Could the lines from the one containing "pub fn now(&self)" through the end of the material below be returned exactly, with nothing else?

DATASET CONTENT:
====================
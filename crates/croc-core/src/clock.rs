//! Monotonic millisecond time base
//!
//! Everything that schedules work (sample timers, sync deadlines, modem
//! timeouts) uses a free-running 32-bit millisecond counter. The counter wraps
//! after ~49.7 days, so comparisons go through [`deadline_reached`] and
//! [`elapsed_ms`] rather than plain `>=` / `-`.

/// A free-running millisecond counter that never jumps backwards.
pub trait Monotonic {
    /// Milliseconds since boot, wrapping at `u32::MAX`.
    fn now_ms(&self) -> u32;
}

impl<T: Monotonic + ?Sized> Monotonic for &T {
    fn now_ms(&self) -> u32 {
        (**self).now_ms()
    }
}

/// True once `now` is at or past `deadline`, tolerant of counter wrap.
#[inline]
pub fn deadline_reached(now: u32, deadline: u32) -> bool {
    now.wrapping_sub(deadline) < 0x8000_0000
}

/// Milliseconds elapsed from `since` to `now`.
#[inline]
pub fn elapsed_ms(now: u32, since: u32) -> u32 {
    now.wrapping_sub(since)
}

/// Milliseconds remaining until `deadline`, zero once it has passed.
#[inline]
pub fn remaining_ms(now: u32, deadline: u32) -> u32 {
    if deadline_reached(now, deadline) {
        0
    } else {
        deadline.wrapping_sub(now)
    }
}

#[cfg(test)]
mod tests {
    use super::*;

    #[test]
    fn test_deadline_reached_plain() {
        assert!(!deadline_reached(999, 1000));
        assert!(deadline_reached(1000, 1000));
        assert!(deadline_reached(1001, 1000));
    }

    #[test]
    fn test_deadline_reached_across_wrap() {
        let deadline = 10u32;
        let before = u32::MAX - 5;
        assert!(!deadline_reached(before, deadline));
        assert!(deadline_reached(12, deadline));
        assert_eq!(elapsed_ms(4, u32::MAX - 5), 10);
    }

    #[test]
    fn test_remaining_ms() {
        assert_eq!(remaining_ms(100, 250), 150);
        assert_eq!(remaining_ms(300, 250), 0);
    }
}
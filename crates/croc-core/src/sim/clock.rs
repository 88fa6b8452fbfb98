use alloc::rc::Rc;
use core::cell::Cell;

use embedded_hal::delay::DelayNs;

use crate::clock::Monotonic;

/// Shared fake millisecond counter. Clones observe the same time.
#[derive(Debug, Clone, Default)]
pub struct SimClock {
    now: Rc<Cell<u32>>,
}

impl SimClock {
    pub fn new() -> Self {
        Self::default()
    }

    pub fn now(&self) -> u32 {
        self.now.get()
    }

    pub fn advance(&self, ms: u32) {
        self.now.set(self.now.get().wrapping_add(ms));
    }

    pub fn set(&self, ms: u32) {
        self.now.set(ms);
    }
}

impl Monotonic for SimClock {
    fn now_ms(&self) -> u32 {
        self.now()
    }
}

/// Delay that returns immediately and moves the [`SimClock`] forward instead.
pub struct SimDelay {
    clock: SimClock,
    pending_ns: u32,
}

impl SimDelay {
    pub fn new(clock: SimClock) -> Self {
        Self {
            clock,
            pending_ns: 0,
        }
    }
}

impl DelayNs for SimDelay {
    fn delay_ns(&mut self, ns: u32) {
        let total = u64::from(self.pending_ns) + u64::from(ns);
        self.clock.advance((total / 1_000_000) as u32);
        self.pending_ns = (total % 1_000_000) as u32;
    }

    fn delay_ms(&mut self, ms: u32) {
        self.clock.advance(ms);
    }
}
====================
TASK RESULT:
    pub fn now(&self) -> u32 {
        self.now.get()
    }

    pub fn advance(&self, ms: u32) {
        self.now.set(self.now.get().wrapping_add(ms));
    }

    pub fn set(&self, ms: u32) {
        self.now.set(ms);
    }
}

impl Monotonic for SimClock {
    fn now_ms(&self) -> u32 {
        self.now()
    }
}

/// Delay that returns immediately and moves the [`SimClock`] forward instead.
pub struct SimDelay {
    clock: SimClock,
    pending_ns: u32,
}

impl SimDelay {
    pub fn new(clock: SimClock) -> Self {
        Self {
            clock,
            pending_ns: 0,
        }
    }
}

impl DelayNs for SimDelay {
    fn delay_ns(&mut self, ns: u32) {
        let total = u64::from(self.pending_ns) + u64::from(ns);
        self.clock.advance((total / 1_000_000) as u32);
        self.pending_ns = (total % 1_000_000) as u32;
    }

    fn delay_ms(&mut self, ms: u32) {
        self.clock.advance(ms);
    }
}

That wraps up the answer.